Congestion diffusion and decongestion strategy in networked traffic

TL;DR

This paper investigates traffic flow and congestion control in scale-free networks, revealing phase transitions and optimal strategies to enhance network capacity and performance.

Contribution

It introduces a combined approach of random neighbor selection and packet-dropping control to improve traffic handling in heterogeneous networks.

Findings

First order phase transition from free flow to congestion with increasing packet rate.

Existence of an optimal delay time T for packet dropping to maximize network capacity.

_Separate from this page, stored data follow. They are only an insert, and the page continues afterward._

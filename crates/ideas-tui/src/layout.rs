//! Screen layout definitions for the TUI
//!
//! Wide terminals place the favorites panel to the right of the idea card;
//! narrow ones stack it underneath.

use ratatui::layout::{Constraint, Layout, Rect};

/// Terminals narrower than this stack the panels vertically
pub const WIDE_LAYOUT_MIN_WIDTH: u16 = 70;

/// Height of the custom-idea input (border + one text row)
const INPUT_HEIGHT: u16 = 3;

/// Screen areas for the main layout
#[derive(Debug, Clone, Copy)]
pub struct ScreenAreas {
    /// Title, idea source and keybindings
    pub header: Rect,

    /// Current idea card
    pub idea: Rect,

    /// Custom-idea input field
    pub input: Rect,

    /// Favorites panel
    pub favorites: Rect,

    /// One-line notice/hint bar
    pub footer: Rect,
}

/// Create the main screen layout
pub fn create(area: Rect) -> ScreenAreas {
    let [header, body, footer] = Layout::vertical([
        Constraint::Length(3), // Header (glass container)
        Constraint::Min(6),    // Idea card, input and favorites
        Constraint::Length(1), // Footer
    ])
    .areas(area);

    let [left, favorites] = if area.width >= WIDE_LAYOUT_MIN_WIDTH {
        Layout::horizontal([Constraint::Percentage(55), Constraint::Percentage(45)]).areas(body)
    } else {
        Layout::vertical([Constraint::Percentage(55), Constraint::Percentage(45)]).areas(body)
    };

    let [idea, input] =
        Layout::vertical([Constraint::Min(3), Constraint::Length(INPUT_HEIGHT)]).areas(left);

    ScreenAreas {
        header,
        idea,
        input,
        favorites,
        footer,
    }
}
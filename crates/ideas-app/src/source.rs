//! Idea source: where the idea list is loaded from
//!
//! A source is either a local JSON file or an HTTP(S) URL fetched once at
//! startup. Either way the payload must be a JSON array of idea records.

use std::path::PathBuf;
use std::time::Duration;

use ideas_core::prelude::*;
use ideas_core::{parse_idea_list, IdeaRecord};
use url::Url;

/// Location of the idea list
#[derive(Debug, Clone, PartialEq, Eq)]
pub enum IdeaSource {
    /// JSON file on disk
    File(PathBuf),
    /// JSON resource fetched over HTTP(S)
    Url(Url),
}

impl IdeaSource {
    /// Interpret a location string.
    ///
    /// `http://` and `https://` prefixes select a URL; anything else is a path.
    pub fn parse(location: &str) -> Result<Self> {
        let trimmed = location.trim();
        if trimmed.starts_with("http://") || trimmed.starts_with("https://") {
            let url = Url::parse(trimmed)
                .map_err(|e| Error::config(format!("Invalid idea source URL {}: {}", trimmed, e)))?;
            Ok(Self::Url(url))
        } else {
            Ok(Self::File(PathBuf::from(trimmed)))
        }
    }

    /// Short label for the header and log lines
    pub fn label(&self) -> String {
        match self {
            IdeaSource::File(path) => path.display().to_string(),
            IdeaSource::Url(url) => url.to_string(),
        }
    }
}

impl std::fmt::Display for IdeaSource {
    fn fmt(&self, f: &mut std::fmt::Formatter<'_>) -> std::fmt::Result {
        write!(f, "{}", self.label())
    }
}

/// Load and validate the idea list from `source`
pub async fn fetch_ideas(source: &IdeaSource, timeout: Duration) -> Result<Vec<IdeaRecord>> {
    let payload = match source {
        IdeaSource::File(path) => tokio::fs::read_to_string(path)
            .await
            .map_err(|e| Error::load_failed(source.label(), e.to_string()))?,
        IdeaSource::Url(url) => fetch_url(url, timeout).await?,
    };

    let ideas = parse_idea_list(&payload)?;
    info!("Loaded {} ideas from {}", ideas.len(), source);
    Ok(ideas)
}

async fn fetch_url(url: &Url, timeout: Duration) -> Result<String> {
    let client = reqwest::Client::builder()
        .timeout(timeout)
        .build()
        .map_err(|e| Error::load_failed(url.as_str(), e.to_string()))?;

    let response = client
        .get(url.clone())
        .send()
        .await
        .map_err(|e| Error::load_failed(url.as_str(), e.to_string()))?;

    let status = response.status();
    if !status.is_success() {
        return Err(Error::SourceStatus {
            status: status.as_u16(),
        });
    }

    response
        .text()
        .await
        .map_err(|e| Error::load_failed(url.as_str(), e.to_string()))
}
//! Blocking alert dialog

use ratatui::{
    buffer::Buffer,
    layout::{Alignment, Constraint, Layout, Rect},
    style::Style,
    text::Line,
    widgets::{Paragraph, Widget, Wrap},
};

use crate::theme::{palette, styles};

use super::modal_overlay;
use super::shortcut_spans;

pub struct AlertDialog<'a> {
    message: &'a str,
}

impl<'a> AlertDialog<'a> {
    pub fn new(message: &'a str) -> Self {
        Self { message }
    }
}

impl Widget for AlertDialog<'_> {
    fn render(self, area: Rect, buf: &mut Buffer) {
        let modal_area = modal_overlay::centered_rect(46, 7, area);
        modal_overlay::prepare_modal(buf, area, modal_area);

        let block = styles::modal_block(" Notice ").title_alignment(Alignment::Center);
        let inner = block.inner(modal_area);
        block.render(modal_area, buf);

        let [_, message_area, button_area] = Layout::vertical([
            Constraint::Length(1),
            Constraint::Min(1),
            Constraint::Length(1),
        ])
        .areas(inner);

        Paragraph::new(self.message)
            .alignment(Alignment::Center)
            .style(Style::default().fg(palette::TEXT_PRIMARY))
            .wrap(Wrap { trim: true })
            .render(message_area, buf);

        Paragraph::new(Line::from(shortcut_spans(&[("Enter", "OK")])))
            .alignment(Alignment::Center)
            .render(button_area, buf);
    }
}
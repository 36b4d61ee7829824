//! Message types for the application (TEA pattern)

use std::path::PathBuf;

use crate::input_key::InputKey;
use crate::source::IdeaSource;
use ideas_core::IdeaRecord;

/// Cursor movement within a list (all-ideas modal, favorites panel)
#[derive(Debug, Clone, Copy, PartialEq, Eq)]
pub enum ListNav {
    Up,
    Down,
    PageUp,
    PageDown,
    Home,
    End,
}

/// All possible messages/actions in the application
#[derive(Debug, Clone)]
pub enum Message {
    /// Keyboard event from terminal
    Key(InputKey),

    /// Left mouse button pressed at a terminal cell
    Click { column: u16, row: u16 },

    /// Tick event for periodic updates (notice expiry)
    Tick,

    /// Exit the application
    Quit,

    // ─────────────────────────────────────────────────────────
    // Idea Loading
    // ─────────────────────────────────────────────────────────
    /// Start loading the idea list from a source
    LoadIdeas { source: IdeaSource },
    /// Idea list loaded successfully
    IdeasLoaded { ideas: Vec<IdeaRecord> },
    /// Idea list could not be loaded; fallback ideas are used instead
    IdeasLoadFailed { error: String },

    // ─────────────────────────────────────────────────────────
    // Current Idea
    // ─────────────────────────────────────────────────────────
    /// Show a random idea
    NewIdea,
    /// Add the current idea to favorites
    SaveCurrent,
    /// Copy the current idea to the clipboard
    CopyCurrent,
    /// Clipboard write succeeded
    ClipboardCopied { title: String },

    // ─────────────────────────────────────────────────────────
    // Custom Idea Input
    // ─────────────────────────────────────────────────────────
    /// Focus the custom-idea input field
    StartAddIdea,
    /// Input field content changed
    AddIdeaInput { text: String },
    /// Enter pressed in the input field
    SubmitCustomIdea { text: String },
    /// Leave the input field, keeping its content
    CancelAddIdea,

    // ─────────────────────────────────────────────────────────
    // All Ideas Modal
    // ─────────────────────────────────────────────────────────
    ShowAllIdeas,
    CloseAllIdeas,
    AllIdeasNav(ListNav),
    /// Make the idea at `index` current and close the modal
    UseIdea { index: usize },
    /// Add the idea at `index` to favorites
    SaveIdea { index: usize },

    // ─────────────────────────────────────────────────────────
    // Favorites
    // ─────────────────────────────────────────────────────────
    /// Move keyboard focus between the idea card and the favorites panel
    ToggleFocus,
    FavoritesNav(ListNav),
    CopyFavorite { index: usize },
    RemoveFavorite { index: usize },
    /// Ask before clearing all favorites
    RequestClearFavorites,
    ConfirmClearFavorites,
    /// Dismiss the confirmation dialog without acting
    CancelConfirm,

    // ─────────────────────────────────────────────────────────
    // Export
    // ─────────────────────────────────────────────────────────
    /// Write favorites to startup-ideas-favorites.json
    DownloadFavorites,
    ExportCompleted { path: PathBuf },
    ExportFailed { error: String },

    /// Close the blocking alert
    DismissAlert,
}

impl Message {
    /// Startup load request for `location`.
    ///
    /// A location that cannot be parsed fails the load straight away, so the
    /// fallback ideas are shown as for any other load failure.
    pub fn load_from(location: &str) -> Self {
        match IdeaSource::parse(location) {
            Ok(source) => Message::LoadIdeas { source },
            Err(e) => Message::IdeasLoadFailed {
                error: e.to_string(),
            },
        }
    }
}
//! Main render/view function (View in TEA pattern)


use ideas_app::state::{AppState, Focus, HitRect, UiMode};
use ratatui::layout::{Alignment, Rect};
use ratatui::style::{Modifier, Style};
use ratatui::text::{Line, Span};
use ratatui::widgets::{Block, Paragraph};
use ratatui::Frame;

use super::{layout, widgets};
use crate::theme::{palette, styles};
use crate::widgets::modal_overlay;

/// Render the complete UI (View function in TEA)
///
/// Rebuilds every region from state. The only state written is the
/// all-ideas modal rect, recorded for mouse hit-testing.
pub fn view(frame: &mut Frame, state: &mut AppState) {
    let area = frame.area();

    // Fill entire terminal with deepest background color
    let bg_block = Block::default().style(Style::default().bg(palette::DEEPEST_BG));
    frame.render_widget(bg_block, area);

    let areas = layout::create(area);

    frame.render_widget(
        widgets::MainHeader::new(&state.source_label, &state.load_status),
        areas.header,
    );

    let normal = state.ui_mode == UiMode::Normal;
    frame.render_widget(
        widgets::IdeaCard::new(state.current.as_ref()).focused(normal && state.focus == Focus::Idea),
        areas.idea,
    );
    frame.render_widget(
        widgets::IdeaInput::new(&state.input, state.ui_mode == UiMode::AddIdea),
        areas.input,
    );

    let favorites_focused = normal && state.focus == Focus::Favorites;
    let favorites_selected = state.favorites_selected;
    let favorites = state.favorites.list();
    frame.render_widget(
        widgets::FavoritesList::new(favorites, favorites_selected).focused(favorites_focused),
        areas.favorites,
    );

    frame.render_widget(
        widgets::Footer::new(state.notice.as_ref(), state.ui_mode, state.focus),
        areas.footer,
    );

    // The modal stays visible underneath an alert raised from it
    if state.all_ideas.is_shown() {
        let modal_rect = widgets::AllIdeasModal::modal_rect(area);
        frame.render_widget(
            widgets::AllIdeasModal::new(state.ideas.ideas(), state.all_ideas.selected),
            area,
        );
        state.all_ideas.area = Some(HitRect::new(
            modal_rect.x,
            modal_rect.y,
            modal_rect.width,
            modal_rect.height,
        ));
    }

    // Render modal overlays based on UI mode
    match state.ui_mode {
        UiMode::Loading => render_loading_screen(frame, state, area),
        UiMode::ConfirmDialog => {
            if let Some(ref dialog_state) = state.confirm_dialog_state {
                frame.render_widget(widgets::ConfirmDialog::new(dialog_state), area);
            }
        }
        UiMode::Alert => {
            if let Some(ref alert) = state.alert {
                frame.render_widget(widgets::AlertDialog::new(&alert.message), area);
            }
        }
        UiMode::Normal | UiMode::AddIdea | UiMode::AllIdeas => {}
    }
}

/// Centered box shown until the idea list arrives
fn render_loading_screen(frame: &mut Frame, state: &AppState, area: Rect) {
    let modal_area = modal_overlay::centered_rect(50, 5, area);
    modal_overlay::prepare_modal(frame.buffer_mut(), area, modal_area);

    let block = styles::modal_block(" Startup Ideas ").title_alignment(Alignment::Center);
    let inner = block.inner(modal_area);
    frame.render_widget(block, modal_area);

    let lines = vec![
        Line::from(Span::styled(
            "Loading ideas...",
            Style::default()
                .fg(palette::ACCENT)
                .add_modifier(Modifier::BOLD),
        )),
        Line::from(Span::styled(
            state.source_label.as_str(),
            styles::text_secondary(),
        )),
    ];
    frame.render_widget(
        Paragraph::new(lines).alignment(Alignment::Center),
        inner,
    );
}
//! Test utilities for TUI rendering verification
//!
//! Wraps ratatui's TestBackend so widget and full-screen tests can assert on
//! rendered text without a real terminal.

use ideas_app::AppState;
use ideas_core::IdeaRecord;
use ratatui::backend::TestBackend;
use ratatui::buffer::Buffer;
use ratatui::layout::Rect;
use ratatui::widgets::Widget;
use ratatui::Frame;
use ratatui::Terminal;

/// Standard test terminal size
pub const TEST_WIDTH: u16 = 80;
pub const TEST_HEIGHT: u16 = 24;

/// Compact terminal for testing responsive layouts
pub const COMPACT_WIDTH: u16 = 40;
pub const COMPACT_HEIGHT: u16 = 12;

/// Test wrapper around a TestBackend terminal
pub struct TestTerminal {
    pub terminal: Terminal<TestBackend>,
}

impl TestTerminal {
    /// Create a new test terminal with standard dimensions (80x24)
    pub fn new() -> Self {
        Self::with_size(TEST_WIDTH, TEST_HEIGHT)
    }

    /// Create a new test terminal with compact dimensions (40x12)
    pub fn compact() -> Self {
        Self::with_size(COMPACT_WIDTH, COMPACT_HEIGHT)
    }

    pub fn with_size(width: u16, height: u16) -> Self {
        let backend = TestBackend::new(width, height);
        let terminal = Terminal::new(backend).expect("Failed to create test terminal");
        Self { terminal }
    }

    /// Get the full terminal area
    pub fn area(&self) -> Rect {
        let size = self.terminal.size().expect("Failed to get terminal size");
        Rect::new(0, 0, size.width, size.height)
    }

    /// Render a widget to the terminal
    pub fn render_widget<W: Widget>(&mut self, widget: W, area: Rect) {
        self.terminal
            .draw(|frame| frame.render_widget(widget, area))
            .expect("Failed to render widget");
    }

    /// Draw a full frame, e.g. `term.draw_with(|f| view(f, &mut state))`
    pub fn draw_with<F>(&mut self, f: F)
    where
        F: FnOnce(&mut Frame),
    {
        self.terminal.draw(f).expect("Failed to draw frame");
    }

    pub fn buffer(&self) -> &Buffer {
        self.terminal.backend().buffer()
    }

    /// Check if the buffer contains a string anywhere
    pub fn buffer_contains(&self, text: &str) -> bool {
        buffer_to_string(self.buffer()).contains(text)
    }

    /// Check if a specific line contains text
    pub fn line_contains(&self, line: u16, text: &str) -> bool {
        get_line_content(self.buffer(), line).contains(text)
    }

    /// Count occurrences of `text` in the buffer
    pub fn count(&self, text: &str) -> usize {
        buffer_to_string(self.buffer()).matches(text).count()
    }

    /// Get all content as a string (for debugging)
    pub fn content(&self) -> String {
        buffer_to_string(self.buffer())
    }
}

impl Default for TestTerminal {
    fn default() -> Self {
        Self::new()
    }
}

fn buffer_to_string(buffer: &Buffer) -> String {
    let mut result = String::new();
    for y in 0..buffer.area.height {
        result.push_str(&get_line_content(buffer, y));
        result.push('\n');
    }
    result
}

fn get_line_content(buffer: &Buffer, line: u16) -> String {
    let mut result = String::new();
    if line < buffer.area.height {
        for x in 0..buffer.area.width {
            result.push_str(buffer[(x, line)].symbol());
        }
    }
    result
}

/// AppState that has finished loading `ideas`, with in-memory favorites
pub fn create_loaded_state(ideas: Vec<IdeaRecord>) -> AppState {
    let mut state = AppState::new().with_seed(1);
    ideas_app::handler::update(&mut state, ideas_app::Message::IdeasLoaded { ideas });
    state
}

#[cfg(test)]
mod tests {
    use super::*;
    use ratatui::widgets::Paragraph;

    #[test]
    fn test_terminal_sizes() {
        assert_eq!(TestTerminal::new().area(), Rect::new(0, 0, 80, 24));
        assert_eq!(TestTerminal::compact().area(), Rect::new(0, 0, 40, 12));
    }

    #[test]
    fn test_buffer_and_line_contains() {
        let mut term = TestTerminal::new();
        term.render_widget(Paragraph::new("hello world"), Rect::new(0, 2, 20, 1));

        assert!(term.buffer_contains("hello"));
        assert!(term.line_contains(2, "world"));
        assert!(!term.line_contains(0, "world"));
        assert_eq!(term.count("o"), 2);
    }
}
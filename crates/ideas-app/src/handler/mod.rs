//! Handler module - TEA update function and event handlers
//!
//! Organized into submodules:
//! - `update`: Main update() function and message dispatch
//! - `keys`: Key event handlers for UI modes
//! - `ideas`: Loading, random picks and custom ideas
//! - `favorites`: Favorites mutations, copy and export
//! - `modal`: All-ideas modal handlers

pub(crate) mod favorites;
pub(crate) mod ideas;
pub(crate) mod keys;
pub(crate) mod modal;
pub(crate) mod update;


use std::path::PathBuf;
use std::time::Duration;

use crate::message::Message;
use crate::source::IdeaSource;
use ideas_core::IdeaRecord;

// Re-export main entry point
pub use keys::handle_key;
pub use update::update;

/// Actions that the event loop should perform after update
#[derive(Debug, Clone, PartialEq)]
pub enum UpdateAction {
    /// Fetch the idea list in a background task
    LoadIdeas {
        source: IdeaSource,
        timeout: Duration,
    },

    /// Put text on the system clipboard
    CopyToClipboard {
        text: String,
        /// Title shown in the confirmation notice
        title: String,
    },

    /// Write favorites to the export file
    ExportFavorites {
        directory: PathBuf,
        favorites: Vec<IdeaRecord>,
    },
}

/// Result of processing a message
#[derive(Debug, Default)]
pub struct UpdateResult {
    /// Optional follow-up message to process
    pub message: Option<Message>,
    /// Optional action for the event loop to perform
    pub action: Option<UpdateAction>,
}

impl UpdateResult {
    pub fn none() -> Self {
        Self::default()
    }

    pub fn message(msg: Message) -> Self {
        Self {
            message: Some(msg),
            action: None,
        }
    }

    pub fn action(action: UpdateAction) -> Self {
        Self {
            message: None,
            action: Some(action),
        }
    }
}
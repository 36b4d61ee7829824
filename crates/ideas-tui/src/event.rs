//! Terminal event polling

use crossterm::event::{
    self, Event, KeyCode, KeyModifiers, MouseButton, MouseEvent, MouseEventKind,
};
use ideas_app::message::Message;
use ideas_app::InputKey;
use ideas_core::prelude::*;
use std::time::Duration;

/// Convert crossterm KeyEvent to InputKey
pub fn key_event_to_input(key: crossterm::event::KeyEvent) -> Option<InputKey> {
    match key.code {
        KeyCode::Char(c) if key.modifiers.contains(KeyModifiers::CONTROL) => {
            Some(InputKey::CharCtrl(c))
        }
        KeyCode::Char(c) => Some(InputKey::Char(c)),
        KeyCode::Enter => Some(InputKey::Enter),
        KeyCode::Esc => Some(InputKey::Esc),
        KeyCode::Tab if key.modifiers.contains(KeyModifiers::SHIFT) => Some(InputKey::BackTab),
        KeyCode::Tab => Some(InputKey::Tab),
        KeyCode::BackTab => Some(InputKey::BackTab),
        KeyCode::Backspace => Some(InputKey::Backspace),
        KeyCode::Delete => Some(InputKey::Delete),
        KeyCode::Up => Some(InputKey::Up),
        KeyCode::Down => Some(InputKey::Down),
        KeyCode::Home => Some(InputKey::Home),
        KeyCode::End => Some(InputKey::End),
        KeyCode::PageUp => Some(InputKey::PageUp),
        KeyCode::PageDown => Some(InputKey::PageDown),
        _ => None, // Unsupported keys ignored
    }
}

/// Convert a left-button press into a click message
pub fn mouse_event_to_message(mouse: MouseEvent) -> Option<Message> {
    match mouse.kind {
        MouseEventKind::Down(MouseButton::Left) => Some(Message::Click {
            column: mouse.column,
            row: mouse.row,
        }),
        _ => None,
    }
}

/// Poll for terminal events with timeout
pub fn poll() -> Result<Option<Message>> {
    // Poll with 50ms timeout (20 FPS)
    if event::poll(Duration::from_millis(50))? {
        let event = event::read()?;

        match event {
            Event::Key(key) if key.kind == event::KeyEventKind::Press => {
                Ok(key_event_to_input(key).map(Message::Key))
            }
            Event::Mouse(mouse) => Ok(mouse_event_to_message(mouse)),
            _ => Ok(None),
        }
    } else {
        // Generate tick on timeout for notice expiry
        Ok(Some(Message::Tick))
    }
}
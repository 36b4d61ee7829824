//! Favorites export ("download")

use std::path::{Path, PathBuf};

use ideas_core::prelude::*;
use ideas_core::{to_pretty_json, IdeaRecord};

/// File name of the exported favorites
pub const EXPORT_FILENAME: &str = "startup-ideas-favorites.json";

/// Path the export is written to inside `directory`
pub fn export_path(directory: &Path) -> PathBuf {
    directory.join(EXPORT_FILENAME)
}

/// Write `favorites` as indented JSON into `directory`.
///
/// An empty list still produces a file containing `[]`. Returns the path
/// that was written.
pub fn write_favorites(directory: &Path, favorites: &[IdeaRecord]) -> Result<PathBuf> {
    let path = export_path(directory);
    let json = to_pretty_json(favorites)?;

    std::fs::create_dir_all(directory).map_err(|e| Error::export(&path, e.to_string()))?;
    std::fs::write(&path, json).map_err(|e| Error::export(&path, e.to_string()))?;

    info!("Exported {} favorites to {:?}", favorites.len(), path);
    Ok(path)
}
//! Terminal-independent key events.
//!
//! The TUI converts crossterm key events into `InputKey` at its boundary so
//! that key dispatch in `handler::keys` can be tested without a terminal.

/// A key press, independent of the terminal library
#[derive(Debug, Clone, Copy, PartialEq, Eq)]
pub enum InputKey {
    /// Printable character, including space
    Char(char),
    /// Character with Ctrl held (Ctrl+C, Ctrl+U, ...)
    CharCtrl(char),

    Up,
    Down,
    Home,
    End,
    PageUp,
    PageDown,

    Enter,
    Esc,
    Tab,
    BackTab,
    Backspace,
    Delete,
}

impl InputKey {
    /// Space bar, the "new idea" shortcut outside the input field
    pub const SPACE: InputKey = InputKey::Char(' ');
}

#[cfg(test)]
mod tests {
    use super::*;

    #[test]
    fn test_input_key_equality() {
        assert_eq!(InputKey::Char('a'), InputKey::Char('a'));
        assert_ne!(InputKey::Char('a'), InputKey::Char('b'));
        assert_ne!(InputKey::CharCtrl('c'), InputKey::Char('c'));
    }

    #[test]
    fn test_space_constant() {
        assert_eq!(InputKey::SPACE, InputKey::Char(' '));
    }
}
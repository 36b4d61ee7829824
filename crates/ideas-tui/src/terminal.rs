//! Terminal setup and restoration

use crossterm::event::{DisableMouseCapture, EnableMouseCapture};
use crossterm::execute;
use ideas_core::prelude::*;

/// Install a panic hook that restores the terminal
pub fn install_panic_hook() {
    let original_hook = std::panic::take_hook();
    std::panic::set_hook(Box::new(move |panic_info| {
        let _ = execute!(std::io::stdout(), DisableMouseCapture);
        ratatui::restore();
        original_hook(panic_info);
    }));
}

/// Report mouse clicks as events (used to close the all-ideas modal)
pub fn enable_mouse_capture() -> Result<()> {
    execute!(std::io::stdout(), EnableMouseCapture)
        .map_err(|e| Error::terminal(format!("Failed to enable mouse capture: {}", e)))
}

pub fn disable_mouse_capture() {
    if let Err(e) = execute!(std::io::stdout(), DisableMouseCapture) {
        warn!("Failed to disable mouse capture: {}", e);
    }
}
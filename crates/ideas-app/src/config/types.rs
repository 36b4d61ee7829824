//! Configuration types for Startup Ideas
//!
//! Defines:
//! - `Settings` - Global application settings
//! - Per-section settings structs

use serde::{Deserialize, Serialize};
use std::path::PathBuf;

/// Application settings (config.toml)
#[derive(Debug, Clone, Default, PartialEq, Deserialize, Serialize)]
pub struct Settings {
    #[serde(default)]
    pub source: SourceSettings,

    #[serde(default)]
    pub storage: StorageSettings,

    #[serde(default)]
    pub export: ExportSettings,
}

/// Where the idea list comes from
#[derive(Debug, Clone, PartialEq, Deserialize, Serialize)]
pub struct SourceSettings {
    /// File path or http(s) URL of the idea list
    #[serde(default = "default_location")]
    pub location: String,

    /// Timeout for fetching a URL source, in seconds
    #[serde(default = "default_timeout_secs")]
    pub timeout_secs: u64,
}

impl Default for SourceSettings {
    fn default() -> Self {
        Self {
            location: default_location(),
            timeout_secs: default_timeout_secs(),
        }
    }
}

fn default_location() -> String {
    "ideas.json".to_string()
}

fn default_timeout_secs() -> u64 {
    10
}

/// Favorites persistence
#[derive(Debug, Clone, PartialEq, Deserialize, Serialize)]
pub struct StorageSettings {
    /// Directory holding persisted state; `None` uses the platform data dir
    #[serde(default, skip_serializing_if = "Option::is_none")]
    pub data_dir: Option<PathBuf>,

    /// When false, favorites only live for the current session
    #[serde(default = "default_true")]
    pub persist: bool,
}

impl Default for StorageSettings {
    fn default() -> Self {
        Self {
            data_dir: None,
            persist: true,
        }
    }
}

fn default_true() -> bool {
    true
}

/// Favorites export
#[derive(Debug, Clone, PartialEq, Deserialize, Serialize)]
pub struct ExportSettings {
    /// Directory `startup-ideas-favorites.json` is written to
    #[serde(default = "default_export_dir")]
    pub directory: PathBuf,
}

impl Default for ExportSettings {
    fn default() -> Self {
        Self {
            directory: default_export_dir(),
        }
    }
}

fn default_export_dir() -> PathBuf {
    PathBuf::from(".")
}
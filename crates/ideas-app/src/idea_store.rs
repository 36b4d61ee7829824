//! In-memory idea list

use ideas_core::IdeaRecord;
use rand::Rng;

/// The session's idea list.
///
/// Replaced once when loading finishes; afterwards only grows by prepending
/// custom ideas. Never persisted.
#[derive(Debug, Clone, Default)]
pub struct IdeaStore {
    ideas: Vec<IdeaRecord>,
}

impl IdeaStore {
    pub fn new() -> Self {
        Self::default()
    }

    pub fn from_ideas(ideas: Vec<IdeaRecord>) -> Self {
        Self { ideas }
    }

    /// Adopt a freshly loaded list
    pub fn replace(&mut self, ideas: Vec<IdeaRecord>) {
        self.ideas = ideas;
    }

    pub fn ideas(&self) -> &[IdeaRecord] {
        &self.ideas
    }

    pub fn get(&self, index: usize) -> Option<&IdeaRecord> {
        self.ideas.get(index)
    }

    pub fn len(&self) -> usize {
        self.ideas.len()
    }

    pub fn is_empty(&self) -> bool {
        self.ideas.is_empty()
    }

    /// Uniformly random index in `[0, len)`, `None` when empty
    pub fn random_index<R: Rng>(&self, rng: &mut R) -> Option<usize> {
        if self.ideas.is_empty() {
            return None;
        }
        Some(rng.gen_range(0..self.ideas.len()))
    }

    /// Uniformly random record. Immediate repeats are allowed.
    pub fn pick_random<R: Rng>(&self, rng: &mut R) -> Option<&IdeaRecord> {
        self.random_index(rng).map(|i| &self.ideas[i])
    }

    /// Prepend a custom idea built from raw input.
    ///
    /// Returns the new record, or `None` if the input was blank.
    pub fn add_custom(&mut self, raw: &str) -> Option<IdeaRecord> {
        let record = IdeaRecord::custom(raw)?;
        self.ideas.insert(0, record.clone());
        Some(record)
    }
}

Random effects contribute positively to network traffic performance.

Abstract

We study the information traffic in Barab\'asi-Albert scale free networks wherein each node has finite queue length to store the packets. It is found that in the case of shortest path routing strategy the networks undergo a first order phase transition i.e., from a free flow state to full congestion sate, with the increasing of the packet generation rate. We also incorporate random effect (namely random selection of a neighbor to deliver packets) as well as a control method (namely the packet-dropping strategy of the congested nodes after some delay time $T$) into the routing protocol to test the traffic capacity of the heterogeneous networks. It is shown that there exists optimal value of $T$ for the networks to achieve the best handling ability, and the presence of appropriate random effect also attributes to the performance of the networks.